Thursday, January 27, 2005

Reincarnation Rocks

I had a surprise in my email box yesterday. I learned that a kindred blogger in Salem, Oregon had written about yours truly and The Big If.

Brian Hines is the author of Church of the Churchless: Preaching the gospel of Spiritual Independence. I became aware of him through an article his wife Laurel wrote for the local Salem Monthly.

I am still new to blogging. It still produces a strange feeling to send material out into the blogosphere having no idea who, if anyone, reads this stuff. I envision with wonder who my thoughts might touch in ways that I most likely will never know about. It thrills me when I actually hear something back from somewhere, a ping back from the sonar.

In his blog entry Brian discussed reincarnation and wondered why coming back to this earthly life was so great. Fair enough. I wonder that, too.

As I’ve written before, I first heard about reincarnation from Betty Bethards, a psychic and frequent radio talk show guest in San Francisco in the 1970s. (She crossed over about a year ago.) I immediately loved and woo-hooed the idea.

It made so much more sense to me that we grow through many different lifetimes, stepping into different gender, ethnic, racial, and economic roles, until we eventually pop out at the finish line ready to depart Earth for some other reality.

Back then it was a much better idea than the prospect of going to Vietnam at 18 or 19 and getting my head blown off for a cause I didn’t believe in (because the people who explain wars didn’t do a wowser job of showing why the anti-war voices were wrong).
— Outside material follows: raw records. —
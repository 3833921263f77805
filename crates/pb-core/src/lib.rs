pub mod css;
pub mod export;
pub mod id;
pub mod library;
pub mod model;
pub mod validate;

pub use export::{ExportConfig, emit_html, emit_jsx};
pub use id::NodeId;
pub use library::{Category, ComponentDefinition};
pub use model::*;
pub use validate::{ImportDiagnostic, ImportError, validate_nodes};
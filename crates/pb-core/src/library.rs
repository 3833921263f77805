//! Static component library: type → {name, icon, category, capability, defaults}.
//!
//! The document model only consumes two things from here: whether a type may
//! own children, and the default props used to instantiate a library item.

use crate::model::{NodeSpec, PropMap};
use serde::Serialize;
use serde_json::{Value, json};
use std::sync::LazyLock;

/// Palette grouping shown by library panels.
#[derive(Debug, Clone, Copy, PartialEq, Eq, Hash, Serialize)]
pub enum Category {
    Layout,
    Basic,
    Form,
    Advanced,
}

impl Category {
    pub const ALL: [Category; 4] = [
        Category::Layout,
        Category::Basic,
        Category::Form,
        Category::Advanced,
    ];

    pub fn label(self) -> &'static str {
        match self {
            Category::Layout => "Layout",
            Category::Basic => "Basic",
            Category::Form => "Form",
            Category::Advanced => "Advanced",
        }
    }
}

/// A draggable library entry.
#[derive(Debug, Clone, Serialize)]
pub struct ComponentDefinition {
    #[serde(rename = "type")]
    pub kind: &'static str,
    pub name: &'static str,
    pub icon: &'static str,
    pub category: Category,
    pub allows_children: bool,
    pub default_props: PropMap,
}

impl ComponentDefinition {
    /// A fresh, unplaced node carrying this definition's default props.
    pub fn instantiate(&self) -> NodeSpec {
        let mut spec = NodeSpec::new(self.kind);
        spec.props = self.default_props.clone();
        spec
    }
}

fn def(
    kind: &'static str,
    name: &'static str,
    icon: &'static str,
    category: Category,
    allows_children: bool,
    props: Value,
) -> ComponentDefinition {
    let default_props = match props {
        Value::Object(map) => map,
        _ => PropMap::new(),
    };
    ComponentDefinition {
        kind,
        name,
        icon,
        category,
        allows_children,
        default_props,
    }
}

static CATALOG: LazyLock<Vec<ComponentDefinition>> = LazyLock::new(|| {
    use Category::*;
    vec![
        // Layout
        def("container", "Container", "layout", Layout, true, json!({ "className": "w-full p-4" })),
        def("row", "Row", "layout", Layout, true, json!({ "className": "flex flex-row w-full" })),
        def("column", "Column", "layout", Layout, true, json!({ "className": "flex flex-col" })),
        def(
            "card",
            "Card",
            "square",
            Layout,
            true,
            json!({ "className": "bg-white rounded-lg shadow-sm p-4" }),
        ),
        def("grid", "Grid", "grid", Layout, true, json!({ "className": "grid grid-cols-2 gap-4" })),
        // Basic
        def(
            "text",
            "Text",
            "type",
            Basic,
            false,
            json!({ "content": "Text content", "className": "text-base" }),
        ),
        def(
            "heading",
            "Heading",
            "type",
            Basic,
            false,
            json!({ "content": "Heading", "level": "h2", "className": "text-2xl font-bold" }),
        ),
        def(
            "image",
            "Image",
            "image",
            Basic,
            false,
            json!({
                "src": "https://images.unsplash.com/photo-1472099645785-5658abf4ff4e?auto=format&fit=crop&w=500&q=60",
                "alt": "Image",
                "className": "w-full h-auto rounded-md",
            }),
        ),
        def(
            "button",
            "Button",
            "square",
            Basic,
            false,
            json!({
                "content": "Button",
                "className": "px-4 py-2 bg-indigo-600 text-white rounded-md hover:bg-indigo-700",
            }),
        ),
        def(
            "divider",
            "Divider",
            "align-left",
            Basic,
            false,
            json!({ "className": "w-full h-px bg-gray-200 my-4" }),
        ),
        // Form
        def(
            "input",
            "Input",
            "form-input",
            Form,
            false,
            json!({
                "placeholder": "Enter text...",
                "className": "w-full px-3 py-2 border border-gray-300 rounded-md",
            }),
        ),
        def(
            "textarea",
            "Textarea",
            "form-input",
            Form,
            false,
            json!({
                "placeholder": "Enter text...",
                "rows": 4,
                "className": "w-full px-3 py-2 border border-gray-300 rounded-md",
            }),
        ),
        def(
            "checkbox",
            "Checkbox",
            "check-square",
            Form,
            false,
            json!({ "label": "Checkbox", "className": "form-checkbox h-4 w-4 text-indigo-600" }),
        ),
        def(
            "select",
            "Select",
            "form-input",
            Form,
            false,
            json!({
                "options": [
                    { "value": "option1", "label": "Option 1" },
                    { "value": "option2", "label": "Option 2" },
                    { "value": "option3", "label": "Option 3" },
                ],
                "className": "w-full px-3 py-2 border border-gray-300 rounded-md",
            }),
        ),
        // Advanced
        def(
            "navbar",
            "Navbar",
            "layout",
            Advanced,
            true,
            json!({
                "className": "flex items-center justify-between w-full p-4 bg-white shadow-sm",
            }),
        ),
        def(
            "footer",
            "Footer",
            "layout",
            Advanced,
            true,
            json!({ "className": "w-full p-4 bg-gray-100" }),
        ),
        def(
            "list",
            "List",
            "list",
            Advanced,
            false,
            json!({ "items": ["Item 1", "Item 2", "Item 3"], "className": "list-disc pl-5" }),
        ),
        def(
            "chart",
            "Chart",
            "bar-chart",
            Advanced,
            false,
            json!({
                "type": "bar",
                "data": {
                    "labels": ["Jan", "Feb", "Mar", "Apr", "May"],
                    "values": [12, 19, 3, 5, 2],
                },
                "className": "w-full h-64 bg-white p-4 rounded-md",
            }),
        ),
    ]
});

/// All library definitions in palette order.
pub fn catalog() -> &'static [ComponentDefinition] {
    &CATALOG
}

/// Look up a definition by component type.
pub fn definition(kind: &str) -> Option<&'static ComponentDefinition> {
    CATALOG.iter().find(|d| d.kind == kind)
}

/// Whether nodes of `kind` may own children. Unknown types are leaves.
pub fn allows_children(kind: &str) -> bool {
    definition(kind).is_some_and(|d| d.allows_children)
}

/// A fresh node spec for `kind` with its default props.
pub fn instantiate(kind: &str) -> Option<NodeSpec> {
    definition(kind).map(ComponentDefinition::instantiate)
}

/// Definitions of one palette category, in palette order.
pub fn by_category(category: Category) -> impl Iterator<Item = &'static ComponentDefinition> {
    CATALOG.iter().filter(move |d| d.category == category)
}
Quite frankly, selfish as I may have been as a teenager, I did not believe that spending my one life to live on combat should take priorities over other things, like discovering the secrets of lovemaking, which at the time I was also quite naïve about.
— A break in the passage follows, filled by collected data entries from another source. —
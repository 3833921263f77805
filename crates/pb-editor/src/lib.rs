pub mod editor;
pub mod history;
pub mod placement;
pub mod shortcuts;
pub mod store;
pub mod tree;
pub mod view;

pub use editor::{Editor, EditorError};
pub use history::History;
pub use placement::{DragSource, DropTarget, Placement};
pub use shortcuts::{ShortcutAction, ShortcutMap};
pub use store::NodeStore;
pub use tree::{Applied, Mutation, MutationError};
pub use view::{DeviceType, EditorConfig, ViewMode, ViewSettings};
It’s not that I want to come back to Earth over and over again. My intuition and my reading in NDEs tell me that living the physical life is much more challenging than living in the thought world. This is tough duty. Material living means getting your face dirty in all the needs, obligations, and limitations that make most of us crazy.
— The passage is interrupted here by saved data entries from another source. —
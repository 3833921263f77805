//! Code export: Document → HTML page or React (JSX) component.
//!
//! Read-only consumer of the document. Walks roots in sibling order and
//! recurses through `children()`, so the emitted markup mirrors the tree.
//! Kinds without a markup mapping are emitted as comments.

use crate::css::inline_css;
use crate::id::NodeId;
use crate::model::{ComponentInstance, Document};
use serde_json::Value;
use std::fmt::Write;
use v_htmlescape::escape;

// ─── Config ──────────────────────────────────────────────────────────────

/// Configuration for `emit_html` / `emit_jsx`.
#[derive(Debug, Clone)]
pub struct ExportConfig {
    /// Spaces per nesting level. Default: **2**.
    pub indent: usize,
    /// `<title>` of the HTML page.
    pub title: String,
    /// Function name of the generated React component.
    pub component_name: String,
    /// Stylesheet linked from the HTML `<head>`; `None` links nothing.
    pub stylesheet: Option<String>,
}

impl Default for ExportConfig {
    fn default() -> Self {
        Self {
            indent: 2,
            title: "Exported Design".into(),
            component_name: "MyComponent".into(),
            stylesheet: Some(
                "https://cdn.jsdelivr.net/npm/tailwindcss@2.2.19/dist/tailwind.min.css".into(),
            ),
        }
    }
}

#[derive(Debug, Clone, Copy, PartialEq, Eq)]
enum Flavor {
    Html,
    Jsx,
}

// ─── Public API ──────────────────────────────────────────────────────────

/// Emit a standalone HTML page.
#[must_use]
pub fn emit_html(doc: &Document, config: &ExportConfig) -> String {
    let mut out = String::with_capacity(1024);
    out.push_str("<!DOCTYPE html>\n<html lang=\"en\">\n<head>\n");
    out.push_str("  <meta charset=\"UTF-8\">\n");
    out.push_str(
        "  <meta name=\"viewport\" content=\"width=device-width, initial-scale=1.0\">\n",
    );
    let _ = writeln!(out, "  <title>{}</title>", escape(&config.title));
    if let Some(href) = &config.stylesheet {
        let _ = writeln!(out, "  <link href=\"{}\" rel=\"stylesheet\">", escape(href));
    }
    out.push_str("</head>\n<body>\n");
    emit_roots(&mut out, doc, config, Flavor::Html, 1);
    out.push_str("</body>\n</html>\n");
    out
}

/// Emit a React function component returning the design as JSX.
#[must_use]
pub fn emit_jsx(doc: &Document, config: &ExportConfig) -> String {
    let name = &config.component_name;
    let mut out = String::with_capacity(1024);
    out.push_str("import React from 'react';\n\n");
    let _ = writeln!(out, "function {name}() {{");
    out.push_str("  return (\n    <>\n");
    emit_roots(&mut out, doc, config, Flavor::Jsx, 3);
    out.push_str("    </>\n  );\n}\n\n");
    let _ = writeln!(out, "export default {name};");
    out
}

// ─── Walk ────────────────────────────────────────────────────────────────

fn emit_roots(
    out: &mut String,
    doc: &Document,
    config: &ExportConfig,
    flavor: Flavor,
    depth: usize,
) {
    for root in doc.roots() {
        emit_node(out, doc, root, config, flavor, depth);
    }
}

fn indent(out: &mut String, config: &ExportConfig, depth: usize) {
    for _ in 0..depth * config.indent {
        out.push(' ');
    }
}

fn emit_node(
    out: &mut String,
    doc: &Document,
    node: &ComponentInstance,
    config: &ExportConfig,
    flavor: Flavor,
    depth: usize,
) {
    indent(out, config, depth);
    let attrs = common_attrs(node, flavor);

    if node.allows_children() {
        let tag = match node.kind.as_str() {
            "navbar" => "nav",
            "footer" => "footer",
            _ => "div",
        };
        let children: Vec<NodeId> = doc.child_ids(node.id);
        if children.is_empty() {
            let _ = writeln!(out, "<{tag}{attrs}></{tag}>");
            return;
        }
        let _ = writeln!(out, "<{tag}{attrs}>");
        for child in children {
            if let Some(child) = doc.get(child) {
                emit_node(out, doc, child, config, flavor, depth + 1);
            }
        }
        indent(out, config, depth);
        let _ = writeln!(out, "</{tag}>");
        return;
    }

    let content = text(node.prop_str("content").unwrap_or_default(), flavor);
    match node.kind.as_str() {
        "text" => {
            let _ = writeln!(out, "<p{attrs}>{content}</p>");
        }
        "heading" => {
            let level = match node.prop_str("level") {
                Some(l @ ("h1" | "h2" | "h3" | "h4" | "h5" | "h6")) => l,
                _ => "h2",
            };
            let _ = writeln!(out, "<{level}{attrs}>{content}</{level}>");
        }
        "button" => {
            let _ = writeln!(out, "<button{attrs}>{content}</button>");
        }
        "image" => {
            let src = attr_value(node.prop_str("src").unwrap_or_default());
            let alt = attr_value(node.prop_str("alt").unwrap_or_default());
            let _ = writeln!(out, "<img src=\"{src}\" alt=\"{alt}\"{attrs} />");
        }
        "divider" => {
            let _ = writeln!(out, "<hr{attrs} />");
        }
        "input" => {
            let placeholder = attr_value(node.prop_str("placeholder").unwrap_or_default());
            let _ = writeln!(out, "<input type=\"text\" placeholder=\"{placeholder}\"{attrs} />");
        }
        "textarea" => {
            let placeholder = attr_value(node.prop_str("placeholder").unwrap_or_default());
            let rows = node.props.get("rows").and_then(Value::as_u64).unwrap_or(4);
            let _ = writeln!(
                out,
                "<textarea rows=\"{rows}\" placeholder=\"{placeholder}\"{attrs}></textarea>"
            );
        }
        "checkbox" => {
            let label = text(node.prop_str("label").unwrap_or_default(), flavor);
            let _ = writeln!(out, "<label><input type=\"checkbox\"{attrs} /> {label}</label>");
        }
        "select" => emit_select(out, node, config, flavor, depth, &attrs),
        "list" => emit_list(out, node, config, flavor, depth, &attrs),
        other => {
            let note = format!("Component type {other} not supported");
            match flavor {
                Flavor::Html => {
                    let _ = writeln!(out, "<!-- {note} -->");
                }
                Flavor::Jsx => {
                    let _ = writeln!(out, "{{/* {note} */}}");
                }
            }
        }
    }
}

fn emit_select(
    out: &mut String,
    node: &ComponentInstance,
    config: &ExportConfig,
    flavor: Flavor,
    depth: usize,
    attrs: &str,
) {
    let _ = writeln!(out, "<select{attrs}>");
    let options = node.props.get("options").and_then(Value::as_array);
    for option in options.into_iter().flatten() {
        let value = option.get("value").and_then(Value::as_str).unwrap_or_default();
        let label = option.get("label").and_then(Value::as_str).unwrap_or(value);
        indent(out, config, depth + 1);
        let _ = writeln!(
            out,
            "<option value=\"{}\">{}</option>",
            attr_value(value),
            text(label, flavor)
        );
    }
    indent(out, config, depth);
    out.push_str("</select>\n");
}

fn emit_list(
    out: &mut String,
    node: &ComponentInstance,
    config: &ExportConfig,
    flavor: Flavor,
    depth: usize,
    attrs: &str,
) {
    let _ = writeln!(out, "<ul{attrs}>");
    let items = node.props.get("items").and_then(Value::as_array);
    for item in items.into_iter().flatten() {
        let label = match item {
            Value::String(s) => s.clone(),
            other => other.to_string(),
        };
        indent(out, config, depth + 1);
        let _ = writeln!(out, "<li>{}</li>", text(&label, flavor));
    }
    indent(out, config, depth);
    out.push_str("</ul>\n");
}

// ─── Attributes & escaping ───────────────────────────────────────────────

/// ` class="..." style="..."` (HTML) or ` className="..." style={{...}}` (JSX).
fn common_attrs(node: &ComponentInstance, flavor: Flavor) -> String {
    let mut attrs = String::new();
    if let Some(class) = node.prop_str("className").filter(|c| !c.is_empty()) {
        let name = match flavor {
            Flavor::Html => "class",
            Flavor::Jsx => "className",
        };
        let _ = write!(attrs, " {name}=\"{}\"", attr_value(class));
    }
    if !node.style.is_empty() {
        match flavor {
            Flavor::Html => {
                let css = inline_css(&node.style);
                if !css.is_empty() {
                    let _ = write!(attrs, " style=\"{}\"", attr_value(&css));
                }
            }
            Flavor::Jsx => {
                if let Ok(object) = serde_json::to_string(&node.style) {
                    let _ = write!(attrs, " style={{{object}}}");
                }
            }
        }
    }
    attrs
}

fn attr_value(s: &str) -> String {
    escape(s).to_string()
}

fn text(s: &str, flavor: Flavor) -> String {
    let escaped = escape(s).to_string();
    match flavor {
        Flavor::Html => escaped,
        Flavor::Jsx => escaped.replace('{', "&#123;").replace('}', "&#125;"),
    }
}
In material life we need money. For me that pretty much says it all. While most of the things I love to do are either free or cost very little, such as blogging, the bottom line is that you need financial energy to keep going. But I suspect you know that.

The thrill of reincarnation for me is more a window through which to gaze at this world and all its events. Coupled with all the input I’ve been getting on what it’s like to die, which NDErs keep insisting is a piece of cake, I get excited about the implications of the system. Reincarnation rocks!

For example, the news bombards us with visions of death. I have come to view this as infotainment. On last night’s news there was an opening story about a horrific crash on I-5 that obliterated a couple of cars. It looked like great gore. Great video of another oh shit moment. I also believe that this style of news presentation is a form of socially acceptable hypnosis that conditions us all to the whole death is final routine.

Now I look at these stories with my NDE & Reincarnation filter firmly in place. I see victims transcending to another place. I don’t see it as tragic. I see the victim as having a life review, studying in the light, and eventually coming back to lead another life. I don’t see it as much different than how a screenwriter or novelist factors in a character’s death in a plotline to make some sort of statement to the whole of the story.

Reincarnation explains diversity. The American version of reincarnation (being the sum of everything I have read about and intuited) answers nearly every “Why me Lord?” question with “Because you (as a soul) chose it.”

While that’s not always an easy answer to hear, it is much more liberating to me than trying to figure out why God chose a fate for you. I like thinking that I am part of my soul’s progression through physical life. Someday I will be able to poke my head above the earthly fog into the sunlight of clear vision and be able to see exactly why my soul chose certain conditions for every lifetime.

Reincarnation can be very jarring. For example, as I ponder possibilities for another life on this planet, I am well aware of places or situations I would absolutely hate to be born into. I cannot imagine what would have motivated souls to choose to incarnate into Iraq, for example. But for some reason that was a hot ticket for millions. I can also imagine people in many places on the Earth thinking about how frightening it would be to be born an American in their next life.

When I look at people and life through the filter of reincarnation, I have much more sensitivity to (and hopefully empathy for) their challenges. An obvious example is choosing to incarnate in a deformed or weakened physical body. You know going in that in our society it’s pretty much a recipe for mental torture. In schools kids will scar you for life with their mental cruelty. All through life you’ll have to endure “not being good enough.” It creates a much different ball game to realize that this wasn’t a case of bad luck in the gene pool; it was a deliberate decision, part of the challenge your overseeing professor soul created for your educational harvest.

For me now, the biggest question I have is why hasn’t the arts & entertainment industry at large picked up on any of this? For me this is riveting stuff. It totally revolutionizes the world view. We could be churning out entertainment that is so much more intriguing than bang-bang you’re dead.